Results: E(2)17G activated all kinds of MAPKs. The PI3K inhibitor wortmannin prevented ERK1/2 activation, whereas the cPKC inhibitor Gö6976 prevented p38 activation, suggesting that ERK1/2 and p38 are downstream of PI3K and cPKC, respectively. The p38 inhibitor SB203580 and the ERK1/2 inhibitor PD98059, but not the JNK1/2 inhibitor SP600125, partially prevented E(2)17G-induced changes in transporter activity and localization in IRHCs. p38 and ERK1/2 co-inhibition resulted in additive protection, suggesting complementary involvement of these MAPKs.
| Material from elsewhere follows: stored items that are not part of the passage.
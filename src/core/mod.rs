//! Core types and traits shared by the loaders

pub mod error;
pub mod traits;
pub mod types;

pub use self::error::*;
pub use self::traits::*;
pub use self::types::*;
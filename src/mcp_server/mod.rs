//! MCP server for the MATLAB bridge.
//!
//! Exposes `runMatlabCode` and `getVariable` as MCP tools over stdio transport
//! using the rmcp SDK. Both tools answer with a JSON body carrying a `status`
//! field; the MCP error flag mirrors `status == "error"`.

use rmcp::{
    handler::server::{router::tool::ToolRouter, wrapper::Parameters},
    model::*,
    tool, tool_handler, tool_router,
    transport::stdio,
    ErrorData as McpError, ServerHandler, ServiceExt,
};
use schemars::JsonSchema;
use serde::{Deserialize, Serialize};
use tracing::info;

use crate::bridge::Bridge;

// ---------------------------------------------------------------------------
// Parameter structs
// ---------------------------------------------------------------------------

#[derive(Debug, Deserialize, JsonSchema)]
pub struct RunMatlabCodeParams {
    /// The MATLAB code string to execute.
    pub code: String,
}

#[derive(Debug, Deserialize, JsonSchema)]
pub struct GetVariableParams {
    /// Name of the workspace variable to read.
    pub variable_name: String,
}

// ---------------------------------------------------------------------------
// Server struct
// ---------------------------------------------------------------------------

#[derive(Clone)]
pub struct MatlabMcpServer {
    bridge: Bridge,
    tool_router: ToolRouter<Self>,
}

// ---------------------------------------------------------------------------
// Tool definitions
// ---------------------------------------------------------------------------

#[tool_router]
impl MatlabMcpServer {
    pub fn new(bridge: Bridge) -> Self {
        Self {
            bridge,
            tool_router: Self::tool_router(),
        }
    }

    #[tool(
        name = "runMatlabCode",
        description = "Runs arbitrary MATLAB code in the shared MATLAB session. WARNING: executing arbitrary code can be a security risk. The code is first run from a temporary script file; if MATLAB rejects it there, it is evaluated directly and the console output is returned. Returns status, output on success, and error_type, stage and message on error."
    )]
    async fn run_matlab_code(
        &self,
        Parameters(params): Parameters<RunMatlabCodeParams>,
    ) -> Result<CallToolResult, McpError> {
        let response = self.bridge.run_code(params.code).await;
        Ok(tool_result(&response, response.is_error()))
    }

    #[tool(
        name = "getVariable",
        description = "Gets the value of a variable from the MATLAB workspace. Numeric and logical arrays come back as (nested) lists, text as strings; other types are returned in their string form. Returns status, variable and value on success, and error_type and message on error."
    )]
    async fn get_variable(
        &self,
        Parameters(params): Parameters<GetVariableParams>,
    ) -> Result<CallToolResult, McpError> {
        let response = self.bridge.get_variable(params.variable_name).await;
        Ok(tool_result(&response, response.is_error()))
    }
}

// ---------------------------------------------------------------------------
// ServerHandler: #[tool_handler] auto-generates list_tools + call_tool
// ---------------------------------------------------------------------------

#[tool_handler]
impl ServerHandler for MatlabMcpServer {
    fn get_info(&self) -> ServerInfo {
        ServerInfo {
            instructions: Some(
                "MATLAB bridge: run code in a persistent MATLAB session with runMatlabCode \
                 and read workspace variables as JSON with getVariable"
                    .to_string(),
            ),
            capabilities: ServerCapabilities::builder().enable_tools().build(),
            ..Default::default()
        }
    }
}

// ---------------------------------------------------------------------------
// Helpers
// ---------------------------------------------------------------------------

fn tool_result<T: Serialize>(response: &T, is_error: bool) -> CallToolResult {
    let text = serde_json::to_string_pretty(response).unwrap_or_else(|e| {
        format!(
            r#"{{"status":"error","error_type":"Unserializable","message":"response could not be encoded: {}"}}"#,
            e
        )
    });
    if is_error {
        CallToolResult::error(vec![Content::text(text)])
    } else {
        CallToolResult::success(vec![Content::text(text)])
    }
}

// ---------------------------------------------------------------------------
// Entry point
// ---------------------------------------------------------------------------

/// Serve the bridge over stdio until the client disconnects.
pub async fn serve_stdio(bridge: Bridge) -> anyhow::Result<()> {
    info!("Starting MATLAB MCP server");
    let service = MatlabMcpServer::new(bridge).serve(stdio()).await?;
    service.waiting().await?;
    info!("MATLAB MCP server has shut down");
    Ok(())
}
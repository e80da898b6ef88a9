//! Bridge facade
//!
//! The two operations exposed to callers. Session work is blocking, so each
//! call runs on tokio's blocking pool; whatever happens there, including a
//! panic, comes back as a formatted response.

use std::sync::Arc;

use serde::Serialize;
use tokio::task::JoinError;
use tracing::{error, info};

use crate::error::ErrorKind;
use crate::executor::{ExecutionEngine, ExecutionStage, Outcome};
use crate::marshal::JsonValue;
use crate::session::SessionHandle;
use crate::workspace::fetch_variable;

/// Characters of submitted code echoed into the request log.
const LOGGED_CODE_CHARS: usize = 150;

#[derive(Debug, Clone, PartialEq, Serialize)]
#[serde(tag = "status", rename_all = "snake_case")]
pub enum RunCodeResponse {
    Success {
        output: String,
    },
    Error {
        error_type: ErrorKind,
        #[serde(skip_serializing_if = "Option::is_none")]
        stage: Option<ExecutionStage>,
        message: String,
    },
}

#[derive(Debug, Clone, PartialEq, Serialize)]
#[serde(tag = "status", rename_all = "snake_case")]
pub enum GetVariableResponse {
    Success {
        variable: String,
        value: JsonValue,
    },
    Error {
        error_type: ErrorKind,
        message: String,
    },
}

impl RunCodeResponse {
    pub fn is_error(&self) -> bool {
        matches!(self, RunCodeResponse::Error { .. })
    }
}

impl GetVariableResponse {
    pub fn is_error(&self) -> bool {
        matches!(self, GetVariableResponse::Error { .. })
    }
}

/// Entry point for both operations; cheap to clone.
#[derive(Clone)]
pub struct Bridge {
    session: Arc<dyn SessionHandle>,
    engine: Arc<ExecutionEngine>,
}

impl Bridge {
    pub fn new(session: Arc<dyn SessionHandle>, engine: ExecutionEngine) -> Self {
        Self {
            session,
            engine: Arc::new(engine),
        }
    }

    /// Run `code` in the session.
    pub async fn run_code(&self, code: String) -> RunCodeResponse {
        info!("runMatlabCode request: {}...", preview(&code));

        let session = Arc::clone(&self.session);
        let engine = Arc::clone(&self.engine);
        let joined =
            tokio::task::spawn_blocking(move || engine.execute(&code, session.as_ref())).await;

        match joined {
            Ok(Outcome::Success { output }) => RunCodeResponse::Success { output },
            Ok(Outcome::Failure {
                stage,
                kind,
                detail,
            }) => RunCodeResponse::Error {
                error_type: kind,
                stage: Some(stage),
                message: detail,
            },
            Err(join_err) => RunCodeResponse::Error {
                error_type: ErrorKind::Unknown,
                stage: None,
                message: unexpected("runMatlabCode", join_err),
            },
        }
    }

    /// Read `variable_name` from the session workspace.
    pub async fn get_variable(&self, variable_name: String) -> GetVariableResponse {
        info!("getVariable request for: '{}'", variable_name);

        let session = Arc::clone(&self.session);
        let name = variable_name.clone();
        let joined =
            tokio::task::spawn_blocking(move || fetch_variable(&name, session.as_ref())).await;

        match joined {
            Ok(Ok(value)) => GetVariableResponse::Success {
                variable: variable_name,
                value,
            },
            Ok(Err(err)) => GetVariableResponse::Error {
                error_type: err.kind(),
                message: err.to_string(),
            },
            Err(join_err) => GetVariableResponse::Error {
                error_type: ErrorKind::Unknown,
                message: unexpected("getVariable", join_err),
            },
        }
    }
}

fn unexpected(operation: &str, err: JoinError) -> String {
    let reason = if err.is_panic() {
        let payload = err.into_panic();
        payload
            .downcast_ref::<String>()
            .cloned()
            .or_else(|| payload.downcast_ref::<&str>().map(|s| s.to_string()))
            .unwrap_or_else(|| "worker panicked".to_string())
    } else {
        err.to_string()
    };
    error!("Unexpected error in {}: {}", operation, reason);
    format!("An unexpected error occurred: {}", reason)
}

fn preview(code: &str) -> &str {
    match code.char_indices().nth(LOGGED_CODE_CHARS) {
        Some((idx, _)) => &code[..idx],
        None => code,
    }
}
In IPRLs, E(2)17G induced endocytosis of canalicular transporters and a rapid and sustained decrease in bile flow and biliary excretion of Bsep/Mrp2 substrates. p38 inhibition prevented this initial decay, and the internalization of Bsep/Mrp2. Contrarily, ERK1/2 inhibition accelerated the recovery of biliary secretion and the canalicular reinsertion of Bsep/Mrp2.

Conclusions: cPKC/p38 MAPK and PI3K/ERK1/2 signalling pathways participate complementarily in E(2)17G-induced cholestasis, through internalization and sustained intracellular retention of canalicular transporters, respectively.

Figure 1. E₂17G activates the MAPK signalling pathway.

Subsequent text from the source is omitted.